[PYTHON] Is the lottery profitable? ~ LOTO7 and the law of large numbers ~

Introduction

The question is, "Is the lottery profitable?"

** Not profitable. ** **

The lottery is a business in which the profits of the organizer are extremely large. The return rate of the winning amount is less than 50% [^ 1]. This is an overwhelmingly low value compared to around 75% for horse racing, bicycle racing, boat racing, and auto racing. Moreover, since winning is decided at random, it is impossible to predict like horse racing. Writer Akira Tachibana describes this as "taxes levied on fools."

However, if there is a chance of winning, it will be the case of buying in small lots with large random fluctuations in the winning amount. There is a "law of large numbers" in probability theory. The law is that when you extract a sample from a probability distribution and average it, the average converges to the true average of the probability distribution. Then, ** If the number of samples is small, the possibility of recovering due to random fluctuations may increase. ** I will check this.

environment

Experiment

There are various lottery tickets, but this time I chose LOTO7. The reason is that the first prize is extremely expensive and highly topical, and it is truly "lottery-like." I also didn't think about carryover this time because I wanted to consider a general example. We do not consider changes in the winning amount depending on the number of winning units.

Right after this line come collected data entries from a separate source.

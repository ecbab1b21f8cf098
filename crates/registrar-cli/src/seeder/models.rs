//! Seeding configuration and the rows it generates.

use chrono::{DateTime, Duration, Utc};
use registrar_models::{IntakeId, LecturerId, ProgramId, SessionOfferingId};

/// Password given to every seeded lecturer and student.
pub const SEED_PASSWORD: &str = "password123";

/// A student row before insertion. `password_hash` is shared by the batch.
pub struct StudentSeed {
    pub student_code: String,
    pub name: String,
    pub email: String,
}

#[derive(Clone, Debug)]
pub struct SeedConfig {
    pub students: usize,
    /// Days from now until the seeded intake starts. Enrollment is open when
    /// this is between 1 and 5.
    pub opens_in_days: i64,
}

impl Default for SeedConfig {
    fn default() -> Self {
        Self {
            students: 20,
            opens_in_days: 3,
        }
    }
}

impl SeedConfig {
    pub fn new(students: usize) -> Self {
        Self {
            students,
            ..Default::default()
        }
    }

    pub fn with_opens_in_days(mut self, days: i64) -> Self {
        self.opens_in_days = days;
        self
    }

    pub fn intake_start(&self, now: DateTime<Utc>) -> DateTime<Utc> {
        now + Duration::days(self.opens_in_days)
    }
}

/// What a seed run created, for printing.
#[derive(Debug)]
pub struct SeedSummary {
    pub program_id: ProgramId,
    pub intake_id: IntakeId,
    pub lecturer_id: LecturerId,
    pub lecturer_email: String,
    pub session_offering_id: SessionOfferingId,
    pub student_codes: Vec<String>,
}
use async_trait::async_trait;
use std::time::Duration;

/// Error type for store operations.
#[derive(Debug, thiserror::Error)]
pub enum CacheError {
    #[error("Redis connection error: {0}")]
    Connection(#[from] ::redis::RedisError),

    #[error("Cache backend error: {0}")]
    Backend(String),
}

/// An expiring string key-value store.
///
/// `get` returns `Ok(None)` for a missing or expired key; `Err` is reserved
/// for the store itself being unreachable.
#[async_trait]
pub trait TokenStore: Send + Sync {
    async fn set_with_expiry(&self, key: &str, value: &str, ttl: Duration)
    -> Result<(), CacheError>;

    async fn get(&self, key: &str) -> Result<Option<String>, CacheError>;

    async fn delete(&self, key: &str) -> Result<(), CacheError>;
}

Below, we have created a class to calculate the winning amount of Loto 7.

import numpy as np

class Loto7:
    """
Class to calculate the winning amount of Loto 7
    """
    def __init__(self, main_nums, bonus_nums):
        self.main_nums = set(main_nums) #This number
        self.bonus_nums = set(bonus_nums) #Bonus numbers
        
    def prize_amount(self, nums=None):
        nums = self.rand() if nums is None else set(nums)
        diff_main = self.main_nums & nums
        len_main = len(diff_main) #Number of matches with this number
        diff_bonus = self.bonus_nums & nums
        len_bonus = len(diff_bonus) #Number of matches with bonus numbers

        if len_main == 7: # 1st prize
            return 600_000_000
        if len_main == 6: # 2nd and 3rd
            return 7_300_000 if len_bonus == 1 else 730_000
        if len_main == 5: # 4th
            return 9_100
        if len_main == 4: # 5th
            return 1_400
        if len_main == 3 and len_bonus > 0: # 6th
            return 1_000
        else:
            return 0
        
    def rand(self): #Choose a random number
        r = np.random.choice(np.arange(1,38), 7, replace=False)
        return set(r)

Using the class defined above, we will randomly select a number and calculate the winning amount. The calculation method is as follows.

  1. Assuming that you bought n lottery tickets with random numbers, give the total winning amount
  2. Divide it by n to get the amount per bottle
  3. Repeat the above for a fixed number to get the distribution of the winning amount per bottle
  4. For the above, try n with various values

In addition, the winning numbers, this number and the bonus number, have been fixed. As an actual procedure, these numbers are considered to be randomly determined, so considering the relationship with the numbers determined by the purchaser, I thought that it could be fixed.

lt7 = Loto7([1,2,3,4,5,6,7], [8,9]) #This number, which is the winning number, and the bonus number are fixed
n_lots = list(range(1,10)) + list(range(10,30,2)) + [30, 100, 300, 1000] #Number of lottery tickets to buy
reps = 1000 #Number of repeated purchases
prize_amounts = [sum([lt7.prize_amount() for i in range(n)]) / n for n in n_lots for r in range(reps)]
prize_amounts = np.array(prize_amounts).reshape(len(n_lots), reps)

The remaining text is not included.